Ich arbeite vier Tage die Woche und Koen geht drei Tage die Woche in die Krippe, was ihm sehr gefällt. Einen Tag die Woche ist Opa-Oma-Tag und anderthalb Tage passt sein Papa auf ihn auf. Ich arbeite gerne wegen Koen und umgekehrt und möchte keinen von beiden Vollzeit machen. Ich habe mich dafür entschieden, eine dreitägige Arbeitswoche auf vier Tage aufzuteilen. Auf diese Weise muss ich mich nicht so beeilen und wir können morgens mehr Zeit miteinander verbringen und sicherstellen, dass ich immer vor sechs zu Hause bin. Ich würde aber gerne irgendwann drei volle Tage arbeiten, wer weiß, was die Zukunft bringt.

Ich unterrichte Niederländisch in der ersten bis sechsten Klasse einer weiterführenden Schule in Amstelveen. Die ersten Jahre machen wirklich Spaß, können aber auch ziemlich anstrengend sein. Ich habe festgestellt, dass meine Leidenschaft für die niederländische Sprache am besten zum Ausdruck kommt, wenn ich die letzten Jahre unterrichte. All die Aufsätze und Literaturdossiers, die die Schüler abgeben müssen, bedeuten allerdings auch, dass ich in meinem Job viel Korrekturarbeit leisten muss. Früher habe ich viel davon zu Hause und an den Wochenenden gemacht, aber wegen Koen habe ich wirklich versucht, das so weit wie möglich einzuschränken oder sicherzustellen, dass er bei seinem Vater ist.

Es ist eigentlich ziemlich schwierig, die richtige Balance zwischen Muttersein und Beruf zu finden. Als Niederländischlehrerin habe ich das Gefühl, dass der Unterricht erst richtig gut wird, wenn man mehr Zeit investiert, als eigentlich gesund ist. Aber das kann ich nicht mehr, obwohl ich wirklich danach streben möchte, einen speziellen Lehrplan zu erstellen. Ich suche immer noch nach der geheimen Lösung; vielleicht liegt es einfach darin, mehr Erfahrung zu sammeln.
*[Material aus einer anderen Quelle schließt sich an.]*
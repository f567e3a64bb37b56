//! # Kernel Boot Information

use kernel_memory_addresses::PhysicalAddress;

/// Kernel function pointer.
///
/// # ABI
/// The loader calls the kernel with the System V calling convention; the
/// boot info pointer arrives in `RDI`.
pub type KernelEntryFn = extern "sysv64" fn(*const KernelBootInfo) -> !;

/// Information the kernel needs from the loader.
/// Keep this `#[repr(C)]` and prefer fixed-size integers at the ABI boundary.
#[repr(C)]
#[derive(Clone)]
pub struct KernelBootInfo {
    /// Physical memory map.
    pub mmap: MemoryMapInfo,

    /// Physical address the kernel image was loaded at.
    pub kernel_phys_base: u64,

    /// Virtual address the kernel image was linked at.
    pub kernel_virt_base: u64,

    /// RSDP (ACPI 2.0+) physical address, or 0 if not provided.
    pub rsdp_addr: u64,

    /// Framebuffer information.
    pub fb: FramebufferInfo,
}

/// Location of the loader-provided memory map.
#[repr(C)]
#[derive(Clone)]
pub struct MemoryMapInfo {
    /// Address of the first [`MemoryRegion`], reachable in the loader's address space.
    pub regions_ptr: u64,

    /// Number of [`MemoryRegion`] entries.
    pub regions_len: u64,
}

/// A contiguous range of physical memory and what it is used for.
#[repr(C)]
#[derive(Copy, Clone, Debug, PartialEq, Eq)]
pub struct MemoryRegion {
    pub base: u64,
    pub length: u64,
    pub kind: MemoryRegionKind,
}

impl MemoryRegion {
    #[must_use]
    pub const fn new(base: u64, length: u64, kind: MemoryRegionKind) -> Self {
        Self { base, length, kind }
    }

    #[must_use]
    pub const fn usable(base: u64, length: u64) -> Self {
        Self::new(base, length, MemoryRegionKind::Usable)
    }

    #[must_use]
    pub const fn start(&self) -> PhysicalAddress {
        PhysicalAddress::new(self.base)
    }

    /// One past the last byte, saturating.
    #[must_use]
    pub const fn end(&self) -> PhysicalAddress {
        PhysicalAddress::new(self.base.saturating_add(self.length))
    }

    #[must_use]
    pub const fn is_usable(&self) -> bool {
        matches!(self.kind, MemoryRegionKind::Usable)
    }

    #[must_use]
    pub const fn contains(&self, pa: u64) -> bool {
        pa >= self.base && pa < self.base.saturating_add(self.length)
    }
}

/// Region type tag. Only [`Usable`](MemoryRegionKind::Usable) memory feeds
/// the frame allocator.
#[repr(u32)]
#[derive(Copy, Clone, Debug, PartialEq, Eq)]
pub enum MemoryRegionKind {
    Usable = 0,
    Reserved = 1,
    AcpiReclaimable = 2,
    AcpiNvs = 3,
    BadMemory = 4,
    LoaderReclaimable = 5,
    KernelAndModules = 6,
    Framebuffer = 7,
}

#[repr(C)]
#[derive(Clone, Debug)]
pub struct FramebufferInfo {
    /// Linear framebuffer base address (CPU physical address).
    pub framebuffer_ptr: u64,

    /// Total framebuffer size in **bytes**.
    pub framebuffer_size: u64,

    /// Visible width in **pixels**.
    pub framebuffer_width: u64,

    /// Visible height in **pixels**.
    pub framebuffer_height: u64,

    /// Pixels per scanline (a.k.a. stride). May be >= width due to padding.
    pub framebuffer_stride: u64,

    /// Pixel format tag. If `BltOnly`, there is no linear framebuffer to map.
    pub framebuffer_format: BootPixelFormat,
}

impl FramebufferInfo {
    /// Whether a linear framebuffer exists that should be mapped.
    #[must_use]
    pub const fn is_linear(&self) -> bool {
        !matches!(self.framebuffer_format, BootPixelFormat::BltOnly)
            && self.framebuffer_ptr != 0
            && self.framebuffer_size != 0
    }
}

/// Pixel format tag.
#[repr(u32)]
#[derive(Copy, Clone, Debug, PartialEq, Eq)]
pub enum BootPixelFormat {
    Rgb = 0,
    Bgr = 1,
    Bitmask = 2,
    /// No linear framebuffer available.
    BltOnly = 3,
}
Warum haben Sie sich für Ihren Wohnort entschieden?

Nun, ich habe in Amsterdam studiert und fast alle meine Freunde leben hier. Ich liebe die Stadt einfach mit all ihren unterschiedlichen und bunten Menschen. Es ist ein wunderschöner Ort, an dem kein Tag vergeht, an dem ich nicht ein kleines Gespräch mit einem Fremden führe. Es gibt hier so viele lustige Dinge zu tun, allein in meiner eigenen Nachbarschaft, die sich manchmal mehr wie ein Dorf anfühlt mit all den Nachbarn, der Bäckerei, dem Blumenladen; sie alle lieben Koen. Es gibt hier viel mehr Kultur und Geschichte als in dem friesischen Dorf, in dem ich aufgewachsen bin, das gefällt mir.


Hat es Ihren Stil verändert? Gibt es so etwas?

Ich glaube, ich gebe mir tatsächlich etwas mehr Mühe, ab und zu etwas Modisches zu tragen, weil ich am Ende nicht erschöpft aussehen möchte. Aber was mir wirklich gefällt, ist, dass es mir eigentlich egal ist, was andere über meinen Stil denken. Außer, wenn es positiv ist! Wenn mir ein Outfit gefällt, bin ich superglücklich und tanze fröhlich durch den Raum. Ich habe einfach nicht die Zeit und Energie, mir mein Glück durch Unsicherheiten verderben zu lassen.


Wie würden Sie Mutterschaft in der heutigen Zeit beschreiben?

Manchmal fühlt es sich ein bisschen übertrieben an, vor allem wenn man auf die Vergangenheit zurückblickt, als man sich um Kinder weniger gekümmert hat. Heute gibt es Tausende von Büchern über Babys, in denen die detailliertesten Schlafpläne und so weiter gepredigt werden. Als junge Mutter hat mich das so neurotisch gemacht, dass ich manchmal das Gefühl habe, wir würden uns zu viele Gedanken machen. Ich habe vor kurzem ein Buch mit dem Titel „Geef dat kind een slok jenever – 70 jaar geleden sliepen ouders vredig en omgestoord“* gelesen (übersetzt: Gib dem Kind einen Schluck Gin – vor 70 Jahren schliefen die Eltern friedlich und ungestört). Die Autorin drückte aus, dass Elternschaft heutzutage als besonderes Fest angesehen wird, bei dem das Kind der Ehrengast ist; ich erkenne diese Einstellung in meinem Umfeld. Natürlich glaube ich nicht, dass früher alles besser war, aber ich bin der Meinung, dass man Kinder nicht zu dem Glauben erziehen sollte, sie seien kleine Prinzen oder Prinzessinnen, in denen sich eine Welt nur für sie dreht. Aber das ist leichter gesagt als getan, Koen ist ein richtiger kleiner König ;-)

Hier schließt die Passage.